What’s new in 2019?
Nowadays, the most significant impact on the Indian industry is anything that happens in the US, more so, since most Indian majors have more than 50% revenue dependence on that market.
Trend 1: 2017-18 saw most of these companies build a very differentiated portfolio that included biosimilars, complex generics and differentiated formulations. The existing volatility around the ACA (Affordable Care Act) can mean that hundreds of thousands of Americans could lose their healthcare cover. If this happens, the FDA will look for ways to increase generic penetration and that would be big opportunity for Indian manufacturers.
Trend 2: Another mega trend could be the entry of ‘non-traditional’ players into healthcare. Amazon which is all set to become everything from an employer insurance aggregator to the next generation retailer to a global healthcare logistics specialist will probably disrupt almost every stakeholder in the healthcare arena today. Amazon’s interest spreads from primary care (tele-medicine) to healthcare at home services. The quicker Indian pharma learns to partner with such ‘non-traditional’ players, the better for them. What will be interesting to observe is will this relegate pharma to mere low-cost manufacturers instead of ‘patient care providers’ as they fancy themselves to be?
Trend 3: Increased power in the hands of patients is likely to upset a lot of current equations. Very vigilant healthcare media reporting has done well to harness patient power in some cases in India (J&J hip implants and Fortis dengue overcharge case). As patients and caregivers become more aware, pressure on the government and regulators will increase. How this plays out on pharma margins will be interesting to observe.
What about digital?
Some pharma companies have advanced capabilities of digitized process (manufacturing, quality, supply chain etc) but very few companies have actually appreciated the importance of digital technology in customer engagement. Pharma is traditionally a very product-oriented industry and therefore it is natural that it would embrace new technology into improving existing processes.
Therefore, companies are looking at how technology can help it to reduce inefficiencies in processes that are internal to the organization and I would think that internal digitization is definitely more widespread than its use externally (to engage customers / provide great experiences). Pharma still thinks of revenue as a product of volume and price. It hasn’t appreciated the possibilities of creating new service streams that patients would appreciate, value and pay for. This is the ‘white space’ that is being rapidly occupied by healthcare start-ups with billions of venture capital (VC) dollars flowing in.

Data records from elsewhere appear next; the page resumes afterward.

// ============================================================
// Layer 5 — Stylizer
// ============================================================
// Rebuilds the network from a checkpoint directory and runs it
// in Evaluating mode only. Generic over the backend so tests can
// use NdArray while the CLI uses WGPU.
use anyhow::Result;
use burn::{data::dataloader::batcher::Batcher, prelude::*};
use std::path::Path;

use crate::data::batcher::{unbatch, ImageBatch, ImageBatcher};
use crate::data::transform::ImageTransform;
use crate::domain::image_sample::ImageSample;
use crate::domain::mode::ExecutionMode;
use crate::infra::checkpoint::CheckpointManager;
use crate::ml::model::{StyleNet, SIZE_MULTIPLE};

pub struct Stylizer<B: Backend> {
    model:     StyleNet<B>,
    batcher:   ImageBatcher,
    device:    B::Device,
    transform: ImageTransform,
}

impl<B: Backend> Stylizer<B> {
    pub fn from_checkpoint(
        ckpt_manager: &CheckpointManager,
        device:       &B::Device,
        image_size:   u32,
    ) -> Result<Self> {
        if image_size == 0 || image_size as usize % SIZE_MULTIPLE != 0 {
            anyhow::bail!("image size {image_size} must be a positive multiple of {SIZE_MULTIPLE}");
        }
        let cfg   = ckpt_manager.load_model_config()?;
        let model: StyleNet<B> = cfg.init(device);
        let model = ckpt_manager.load_model(model, device)?;
        tracing::info!("Model loaded from checkpoint '{}'", ckpt_manager.dir().display());
        Ok(Self {
            model,
            batcher:   ImageBatcher::new(),
            device:    device.clone(),
            transform: ImageTransform::Eval { size: image_size },
        })
    }

    /// Stylize one already-transformed (content, style) pair.
    pub fn stylize(&self, content: ImageSample, style: ImageSample) -> Result<ImageSample> {
        let ic: ImageBatch<B> = self.batcher.batch(vec![content], &self.device);
        let is: ImageBatch<B> = self.batcher.batch(vec![style], &self.device);
        let (ic, is) = (ic?, is?);
        let out = self
            .model
            .forward(ic, is, ExecutionMode::Evaluating)?
            .into_stylized()?;
        unbatch(out)?
            .into_iter()
            .next()
            .ok_or_else(|| anyhow::anyhow!("model returned an empty batch"))
    }

    /// Decode, resize and stylize two image files.
    pub fn stylize_files(&self, content: &Path, style: &Path) -> Result<ImageSample> {
        let content = self.transform.load(content)?;
        let style   = self.transform.load(style)?;
        let result  = self.stylize(content, style)?;
        tracing::debug!("Stylized {}x{}", result.width(), result.height());
        Ok(result)
    }
}

#[cfg(test)]
mod tests {
    use super::*;
    use burn::backend::NdArray;

    use crate::domain::weights::LossWeights;
    use crate::ml::model::StyleNetConfig;

    type TB = NdArray<f32>;

    fn checkpoint(dir: &Path) -> CheckpointManager {
        let ckpt = CheckpointManager::new(dir).unwrap();
        let cfg  = StyleNetConfig::new(LossWeights::default()).with_base_channels(4);
        ckpt.save_model_config(&cfg).unwrap();
        ckpt.save_model(&cfg.init::<TB>(&Default::default()), 1).unwrap();
        ckpt
    }

    #[test]
    fn test_stylize_keeps_content_shape() {
        let dir  = tempfile::tempdir().unwrap();
        let ckpt = checkpoint(dir.path());
        let stylizer = Stylizer::<TB>::from_checkpoint(&ckpt, &Default::default(), 32).unwrap();

        let c = ImageSample::new(vec![0.3; 3 * 32 * 32], 32, 32).unwrap();
        let s = ImageSample::new(vec![0.7; 3 * 32 * 32], 32, 32).unwrap();
        let out = stylizer.stylize(c, s).unwrap();
        assert_eq!(out.shape(), [3, 32, 32]);
        assert!(out.pixels().iter().all(|p| (0.0..=1.0).contains(p)));
    }

    #[test]
    fn test_image_size_must_fit_network() {
        let dir  = tempfile::tempdir().unwrap();
        let ckpt = checkpoint(dir.path());
        assert!(Stylizer::<TB>::from_checkpoint(&ckpt, &Default::default(), 30).is_err());
    }

    #[test]
    fn test_missing_model_config_fails() {
        let dir  = tempfile::tempdir().unwrap();
        let ckpt = CheckpointManager::new(dir.path()).unwrap();
        assert!(Stylizer::<TB>::from_checkpoint(&ckpt, &Default::default(), 32).is_err());
    }
}
// ============================================================
// Layer 4 — Image Batcher
// ============================================================
// Stacks N ImageSamples of identical shape into one tensor:
//
//   Input:  N × [3, H, W] (flat CHW Vec<f32> each)
//   Output: Tensor [N, 3, H, W] on the device passed to batch()
//
// unbatch() goes the other way for monitoring and persistence.

use anyhow::{bail, Result};
use burn::{data::dataloader::batcher::Batcher, prelude::*, tensor::TensorData};

use crate::domain::image_sample::{ImageSample, CHANNELS};

/// Batch of decoded images; mixed sizes or an empty list are an Err
pub type ImageBatch<B> = Result<Tensor<B, 4>>;

#[derive(Clone, Debug, Default)]
pub struct ImageBatcher;

impl ImageBatcher {
    pub fn new() -> Self {
        Self
    }
}

// ─── Burn Batcher Trait Implementation ────────────────────────────────────────
impl<B: Backend> Batcher<B, ImageSample, ImageBatch<B>> for ImageBatcher {
    /// Convert samples into a single [N, 3, H, W] tensor on `device`.
    fn batch(&self, items: Vec<ImageSample>, device: &B::Device) -> ImageBatch<B> {
        let Some(first) = items.first() else {
            bail!("cannot build a batch from zero images");
        };
        let (h, w) = (first.height(), first.width());
        if let Some(odd) = items.iter().find(|s| s.height() != h || s.width() != w) {
            bail!(
                "batch images must share one size: {}x{} vs {}x{}",
                h, w, odd.height(), odd.width()
            );
        }

        let n = items.len();
        let flat: Vec<f32> = items.into_iter().flat_map(ImageSample::into_pixels).collect();
        let data = TensorData::new(flat, [n, CHANNELS, h, w]);
        Ok(Tensor::<B, 4>::from_data(data, device))
    }
}

/// Split a [N, 3, H, W] tensor into N samples.
pub fn unbatch<B: Backend>(images: Tensor<B, 4>) -> Result<Vec<ImageSample>> {
    let [n, c, h, w] = images.dims();
    if c != CHANNELS {
        bail!("expected {CHANNELS} channels, got {c}");
    }
    let flat: Vec<f32> = images
        .into_data()
        .convert::<f32>()
        .to_vec::<f32>()
        .map_err(|e| anyhow::anyhow!("Cannot read image tensor: {e:?}"))?;

    let per_image = c * h * w;
    flat.chunks_exact(per_image)
        .take(n)
        .map(|chunk| Ok(ImageSample::new(chunk.to_vec(), h, w)?))
        .collect()
}

#[cfg(test)]
mod tests {
    use super::*;
    use burn::backend::NdArray;

    type TestBackend = NdArray<f32>;

    fn sample(value: f32, h: usize, w: usize) -> ImageSample {
        ImageSample::new(vec![value; 3 * h * w], h, w).unwrap()
    }

    fn stack(items: Vec<ImageSample>) -> ImageBatch<TestBackend> {
        ImageBatcher::new().batch(items, &Default::default())
    }

    #[test]
    fn test_batch_shape() {
        let t = stack(vec![sample(0.1, 4, 6), sample(0.2, 4, 6)]).unwrap();
        assert_eq!(t.dims(), [2, 3, 4, 6]);
    }

    #[test]
    fn test_mixed_sizes_are_rejected() {
        assert!(stack(vec![sample(0.1, 4, 4), sample(0.2, 8, 8)]).is_err());
    }

    #[test]
    fn test_empty_batch_is_rejected() {
        assert!(stack(Vec::new()).is_err());
    }

    #[test]
    fn test_unbatch_preserves_item_order() {
        let t = stack(vec![sample(0.25, 2, 2), sample(0.75, 2, 2)]).unwrap();
        let back = unbatch(t).unwrap();
        assert_eq!(back.len(), 2);
        assert!(back[0].pixels().iter().all(|&p| p == 0.25));
        assert!(back[1].pixels().iter().all(|&p| p == 0.75));
    }
}
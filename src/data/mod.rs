// ============================================================
// Layer 4 — Data Pipeline
// ============================================================
// Everything from a folder of image files to a tensor batch:
//
//   image folder
//       │
//       ▼
//   FlatFolderDataset  → fixed, sorted list of file paths
//       │
//       ▼
//   InfiniteSampler    → endless reshuffled index stream
//       │               (FolderStream binds dataset + sampler + loader)
//       │
//       ▼
//   BatchLoader        → decodes B images in parallel (rayon)
//       │
//       ▼
//   ImageTransform     → resize / random crop / scale to [0,1]
//       │
//       ▼
//   ImageBatcher       → stacks samples into a [B, 3, H, W] tensor
//
// Content and style each get their own dataset and sampler.

/// Flat folder of image files
pub mod dataset;

/// Infinite reshuffling index sampler
pub mod sampler;

/// Decode + resize + crop
pub mod transform;

/// Parallel batch decoding on a dedicated worker pool
pub mod loader;

/// Stacks ImageSamples into Burn tensors and back
pub mod batcher;

/// Dataset + sampler + loader as one endless ImageStream
pub mod stream;
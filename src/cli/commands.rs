// ============================================================
// Layer 1 — CLI Commands and Arguments
// ============================================================
// Defines the two subcommands: `train` and `eval`
// and all their configurable flags.
//
// clap's derive macros generate the help text, the error
// messages for missing args and the string → number conversion.

use clap::{ArgAction, Args, Subcommand};
use std::path::PathBuf;

use crate::application::{eval_use_case::EvalConfig, train_use_case::TrainConfig};
use crate::domain::weights::{LossWeights, StageWeights};

/// The two top-level subcommands available to the user
#[derive(Subcommand, Debug)]
pub enum Commands {
    /// Train the three-stage style network on two image folders
    Train(TrainArgs),

    /// Stylize one pair, or every pair of two folders, with a checkpoint
    Eval(EvalArgs),
}

/// All arguments for the `train` command.
#[derive(Args, Debug)]
pub struct TrainArgs {
    /// Folder of content images
    #[arg(long)]
    pub content_folder: PathBuf,

    /// Folder of style images
    #[arg(long)]
    pub style_folder: PathBuf,

    /// Directory for weight snapshots and run configuration
    #[arg(long, default_value = "checkpoints")]
    pub checkpoint_dir: PathBuf,

    /// Directory for metrics.csv, samples/ and results_table.csv
    #[arg(long, default_value = "runs")]
    pub log_dir: PathBuf,

    /// Total number of optimisation iterations
    #[arg(long, default_value_t = 160_000)]
    pub iterations: usize,

    /// Images per content batch and per style batch
    #[arg(long, default_value_t = 8)]
    pub batch_size: usize,

    /// Image decoding threads per stream
    #[arg(long, default_value_t = 8)]
    pub num_workers: usize,

    /// Base learning rate
    #[arg(long, default_value_t = 1e-4)]
    pub lr: f64,

    /// Inverse-time decay factor applied at every snapshot
    #[arg(long, default_value_t = 5e-5)]
    pub lr_decay: f64,

    /// Snapshot (checkpoint, samples, lr update) every this many iterations
    #[arg(long, default_value_t = 10_000)]
    pub log_interval: usize,

    /// Console progress line every this many iterations
    #[arg(long, default_value_t = 100)]
    pub progress_interval: usize,

    /// Start from the latest checkpoint in --checkpoint-dir
    #[arg(long)]
    pub pretrained: bool,

    /// Shorter side after resizing, before the random crop
    #[arg(long, default_value_t = 512)]
    pub load_size: u32,

    /// Side of the square training crop (multiple of 16)
    #[arg(long, default_value_t = 256)]
    pub crop_size: u32,

    /// Channel width of the first encoder level
    #[arg(long, default_value_t = 16)]
    pub base_channels: usize,

    /// The stage1 content loss weight
    #[arg(long, default_value_t = 12.0)]
    pub w_content1: f64,
    /// The stage2 content loss weight
    #[arg(long, default_value_t = 9.0)]
    pub w_content2: f64,
    /// The stage3 content loss weight
    #[arg(long, default_value_t = 7.0)]
    pub w_content3: f64,

    /// The stage1 remd loss weight
    #[arg(long, default_value_t = 2.0)]
    pub w_remd1: f64,
    /// The stage2 remd loss weight
    #[arg(long, default_value_t = 2.0)]
    pub w_remd2: f64,
    /// The stage3 remd loss weight
    #[arg(long, default_value_t = 2.0)]
    pub w_remd3: f64,

    /// The stage1 moment loss weight
    #[arg(long, default_value_t = 2.0)]
    pub w_moment1: f64,
    /// The stage2 moment loss weight
    #[arg(long, default_value_t = 2.0)]
    pub w_moment2: f64,
    /// The stage3 moment loss weight
    #[arg(long, default_value_t = 2.0)]
    pub w_moment3: f64,

    /// Turn the color loss on or off
    #[arg(long, default_value_t = true, action = ArgAction::Set)]
    pub color_on: bool,

    /// The stage1 color loss weight
    #[arg(long, default_value_t = 0.25)]
    pub w_color1: f64,
    /// The stage2 color loss weight
    #[arg(long, default_value_t = 0.5)]
    pub w_color2: f64,
    /// The stage3 color loss weight
    #[arg(long, default_value_t = 1.0)]
    pub w_color3: f64,
}

impl TrainArgs {
    fn weights(&self) -> LossWeights {
        LossWeights {
            stages: [
                StageWeights::new(self.w_content1, self.w_remd1, self.w_moment1, self.w_color1),
                StageWeights::new(self.w_content2, self.w_remd2, self.w_moment2, self.w_color2),
                StageWeights::new(self.w_content3, self.w_remd3, self.w_moment3, self.w_color3),
            ],
            color_enabled: self.color_on,
        }
    }
}

/// Convert CLI TrainArgs into the application-layer TrainConfig.
/// The application layer never sees clap types.
impl From<TrainArgs> for TrainConfig {
    fn from(a: TrainArgs) -> Self {
        let weights = a.weights();
        TrainConfig {
            content_folder:    a.content_folder,
            style_folder:      a.style_folder,
            checkpoint_dir:    a.checkpoint_dir,
            log_dir:           a.log_dir,
            iterations:        a.iterations,
            batch_size:        a.batch_size,
            num_workers:       a.num_workers,
            lr:                a.lr,
            lr_decay:          a.lr_decay,
            log_interval:      a.log_interval,
            progress_interval: a.progress_interval,
            pretrained:        a.pretrained,
            load_size:         a.load_size,
            crop_size:         a.crop_size,
            base_channels:     a.base_channels,
            weights,
        }
    }
}

/// All arguments for the `eval` command
#[derive(Args, Debug)]
pub struct EvalArgs {
    /// Treat --content and --style as folders and stylize every pair
    #[arg(long)]
    pub run_folder: bool,

    /// Content image (or folder with --run-folder)
    #[arg(long, default_value = "./content/")]
    pub content: PathBuf,

    /// Style image (or folder with --run-folder)
    #[arg(long, default_value = "./style/")]
    pub style: PathBuf,

    /// Directory where checkpoints were saved during training
    #[arg(long, default_value = "checkpoints")]
    pub checkpoint_dir: PathBuf,

    /// Where ics.jpg or the ics/ folder is written
    #[arg(long, default_value = ".")]
    pub output_dir: PathBuf,

    /// Side length every input is resized to (multiple of 16)
    #[arg(long, default_value_t = 256)]
    pub image_size: u32,
}

impl From<EvalArgs> for EvalConfig {
    fn from(a: EvalArgs) -> Self {
        EvalConfig {
            content:        a.content,
            style:          a.style,
            run_folder:     a.run_folder,
            checkpoint_dir: a.checkpoint_dir,
            output_dir:     a.output_dir,
            image_size:     a.image_size,
        }
    }
}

A bit of shift in thought process is needed for pharma to apply digital technology externally to compete or reclaim that space.
Year of the Elections
On the political front I wouldn’t expect too much change with the general elections 6 months away. I think the govt has created enough political plank using healthcare and will tout it (PMJAY, reduction in prices of drugs and devices, hospital costs of surgeries getting reduced, implant patients being compensated etc.). Traditionally in India, healthcare (or education) has never been an electoral plank and politician understand that announcement of sops, loan waivers, direct cash transfers (DCT) etc will work more for the immediate term than announcements that will take a few years to materialize.
In a nation that depends solely on votebank politics, it is unlikely that any populist measure will ever be withdrawn. Drawing an analogy from the MNREGS scheme, even if the NDA doesn’t return to power, it is unlikely that a new govt will withdraw a scheme that has been touted to provide healthcare cover to 50 crore Indians. One may expect tweaks and small changes, but I believe the scheme will stay.
In the domestic arena on the M&A front I would expect a lot of more niche alliances. Niche alliances aren’t very expensive and offer the opportunity to buy differentiated and complex products at relatively cheap prices. However the odd large deal cannot be ruled out if the US market opens up in the way Indian majors expect it to. In a market where no one can ever challenge the need for patent-induced monopolies that are the sole reason for high medicine prices, I believe there will be a greater urgency to introduce generics as a compensatory mechanism. This augurs well for Indian pharma companies – both large and small.
Do you think 2019 will be more of the same for pharma?